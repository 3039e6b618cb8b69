//! Super-admin management command.
//!
//! Runs the same idempotent bootstrap routine the server executes at
//! startup, for operators who want the account in place before first deploy.
//!
//! # Environment Variables
//!
//! - `TRADEPOST_DATABASE_URL` (or `DATABASE_URL`) - `PostgreSQL` connection string
//! - `SUPER_ADMIN_EMAIL` - Email of the super-admin account
//! - `SUPER_ADMIN_PASSWORD` - Password for the super-admin account

use secrecy::SecretString;
use tradepost_api::config::ConfigError;

use super::CliError;
use crate::commands::database_url;

/// Idempotently create the configured super-admin account.
///
/// # Errors
///
/// Returns an error if required variables are missing or the database is
/// unreachable.
pub async fn ensure() -> Result<(), CliError> {
    let url = database_url()?;

    let email = std::env::var("SUPER_ADMIN_EMAIL")
        .map_err(|_| ConfigError::MissingEnvVar("SUPER_ADMIN_EMAIL".to_owned()))?;
    let password = std::env::var("SUPER_ADMIN_PASSWORD")
        .map_err(|_| ConfigError::MissingEnvVar("SUPER_ADMIN_PASSWORD".to_owned()))?;

    let pool = tradepost_api::db::create_pool(&SecretString::from(url)).await?;

    tradepost_api::bootstrap::ensure_super_admin(
        &pool,
        &email,
        &SecretString::from(password),
    )
    .await?;

    tracing::info!("Super admin ensured");
    Ok(())
}
//! User domain model and payload shape.

use chrono::{DateTime, Utc};
use serde::Serialize;

use tradepost_core::{Email, ItemId, RoleSet, UserId};

/// A registered account: seller, administrator, or both.
///
/// The password hash deliberately lives outside this struct — repositories
/// return it separately where verification needs it, so a `User` can never be
/// serialized with credential material attached.
#[derive(Debug, Clone)]
pub struct User {
    pub id: UserId,
    pub first_name: String,
    pub last_name: String,
    pub address: Option<String>,
    pub phone: String,
    pub email: Email,
    pub roles: RoleSet,
    pub favorite_items: Vec<ItemId>,
    pub created_at: DateTime<Utc>,
    pub updated_at: DateTime<Utc>,
}

/// Fields required to create a user.
#[derive(Debug, Clone)]
pub struct NewUser {
    pub first_name: String,
    pub last_name: String,
    pub address: Option<String>,
    pub phone: String,
    pub email: Email,
    pub roles: RoleSet,
}

/// Wire shape of a user in JSON responses.
#[derive(Debug, Clone, Serialize)]
#[serde(rename_all = "camelCase")]
pub struct UserPayload {
    pub id: UserId,
    pub firstname: String,
    pub lastname: String,
    #[serde(skip_serializing_if = "Option::is_none")]
    pub address: Option<String>,
    pub phone: String,
    pub email: Email,
    pub roles: RoleSet,
    pub favorite_items: Vec<ItemId>,
    pub created_at: DateTime<Utc>,
}

impl From<User> for UserPayload {
    fn from(user: User) -> Self {
        Self {
            id: user.id,
            firstname: user.first_name,
            lastname: user.last_name,
            address: user.address,
            phone: user.phone,
            email: user.email,
            roles: user.roles,
            favorite_items: user.favorite_items,
            created_at: user.created_at,
        }
    }
}

#[cfg(test)]
#[allow(clippy::unwrap_used)]
mod tests {
    use super::*;

    fn sample_user() -> User {
        User {
            id: UserId::generate(),
            first_name: "Amal".to_owned(),
            last_name: "Perera".to_owned(),
            address: None,
            phone: "0712345678".to_owned(),
            email: Email::parse("amal@example.com").unwrap(),
            roles: RoleSet::seller(),
            favorite_items: Vec::new(),
            created_at: Utc::now(),
            updated_at: Utc::now(),
        }
    }

    #[test]
    fn test_payload_omits_absent_address() {
        let payload = UserPayload::from(sample_user());
        let json = serde_json::to_value(payload).unwrap();
        assert!(json.get("address").is_none());
        assert_eq!(json["firstname"], "Amal");
        assert_eq!(json["roles"][0], "SELLER");
    }

    #[test]
    fn test_payload_never_contains_credentials() {
        let payload = UserPayload::from(sample_user());
        let json = serde_json::to_string(&payload).unwrap();
        assert!(!json.contains("password"));
    }
}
* * * *
__ASSIGNED TASK__:
Nothing in the listing may be left out; repeat it all exactly.

__RESPONSE__:
repository 3039e6b618cb8b69
//! Super-admin management command.
//!
//! Runs the same idempotent bootstrap routine the server executes at
//! startup, for operators who want the account in place before first deploy.
//!
//! # Environment Variables
//!
//! - `TRADEPOST_DATABASE_URL` (or `DATABASE_URL`) - `PostgreSQL` connection string
//! - `SUPER_ADMIN_EMAIL` - Email of the super-admin account
//! - `SUPER_ADMIN_PASSWORD` - Password for the super-admin account

use secrecy::SecretString;
use tradepost_api::config::ConfigError;

use super::CliError;
use crate::commands::database_url;

/// Idempotently create the configured super-admin account.
///
/// # Errors
///
/// Returns an error if required variables are missing or the database is
/// unreachable.
pub async fn ensure() -> Result<(), CliError> {
    let url = database_url()?;

    let email = std::env::var("SUPER_ADMIN_EMAIL")
        .map_err(|_| ConfigError::MissingEnvVar("SUPER_ADMIN_EMAIL".to_owned()))?;
    let password = std::env::var("SUPER_ADMIN_PASSWORD")
        .map_err(|_| ConfigError::MissingEnvVar("SUPER_ADMIN_PASSWORD".to_owned()))?;

    let pool = tradepost_api::db::create_pool(&SecretString::from(url)).await?;

    tradepost_api::bootstrap::ensure_super_admin(
        &pool,
        &email,
        &SecretString::from(password),
    )
    .await?;

    tracing::info!("Super admin ensured");
    Ok(())
}
//! User domain model and payload shape.

use chrono::{DateTime, Utc};
use serde::Serialize;

use tradepost_core::{Email, ItemId, RoleSet, UserId};

/// A registered account: seller, administrator, or both.
///
/// The password hash deliberately lives outside this struct — repositories
/// return it separately where verification needs it, so a `User` can never be
/// serialized with credential material attached.
#[derive(Debug, Clone)]
pub struct User {
    pub id: UserId,
    pub first_name: String,
    pub last_name: String,
    pub address: Option<String>,
    pub phone: String,
    pub email: Email,
    pub roles: RoleSet,
    pub favorite_items: Vec<ItemId>,
    pub created_at: DateTime<Utc>,
    pub updated_at: DateTime<Utc>,
}

/// Fields required to create a user.
#[derive(Debug, Clone)]
pub struct NewUser {
    pub first_name: String,
    pub last_name: String,
    pub address: Option<String>,
    pub phone: String,
    pub email: Email,
    pub roles: RoleSet,
}

/// Wire shape of a user in JSON responses.
#[derive(Debug, Clone, Serialize)]
#[serde(rename_all = "camelCase")]
pub struct UserPayload {
    pub id: UserId,
    pub firstname: String,
    pub lastname: String,
    #[serde(skip_serializing_if = "Option::is_none")]
    pub address: Option<String>,
    pub phone: String,
    pub email: Email,
    pub roles: RoleSet,
    pub favorite_items: Vec<ItemId>,
    pub created_at: DateTime<Utc>,
}

impl From<User> for UserPayload {
    fn from(user: User) -> Self {
        Self {
            id: user.id,
            firstname: user.first_name,
            lastname: user.last_name,
            address: user.address,
            phone: user.phone,
            email: user.email,
            roles: user.roles,
            favorite_items: user.favorite_items,
            created_at: user.created_at,
        }
    }
}

#[cfg(test)]
#[allow(clippy::unwrap_used)]
mod tests {
    use super::*;

    fn sample_user() -> User {
        User {
            id: UserId::generate(),
            first_name: "Amal".to_owned(),
            last_name: "Perera".to_owned(),
            address: None,
            phone: "0712345678".to_owned(),
            email: Email::parse("amal@example.com").unwrap(),
            roles: RoleSet::seller(),
            favorite_items: Vec::new(),
            created_at: Utc::now(),
            updated_at: Utc::now(),
        }
    }

    #[test]
    fn test_payload_omits_absent_address() {
        let payload = UserPayload::from(sample_user());
        let json = serde_json::to_value(payload).unwrap();
        assert!(json.get("address").is_none());
        assert_eq!(json["firstname"], "Amal");
        assert_eq!(json["roles"][0], "SELLER");
    }

    #[test]
    fn test_payload_never_contains_credentials() {
        let payload = UserPayload::from(sample_user());
        let json = serde_json::to_string(&payload).unwrap();
        assert!(!json.contains("password"));
    }
}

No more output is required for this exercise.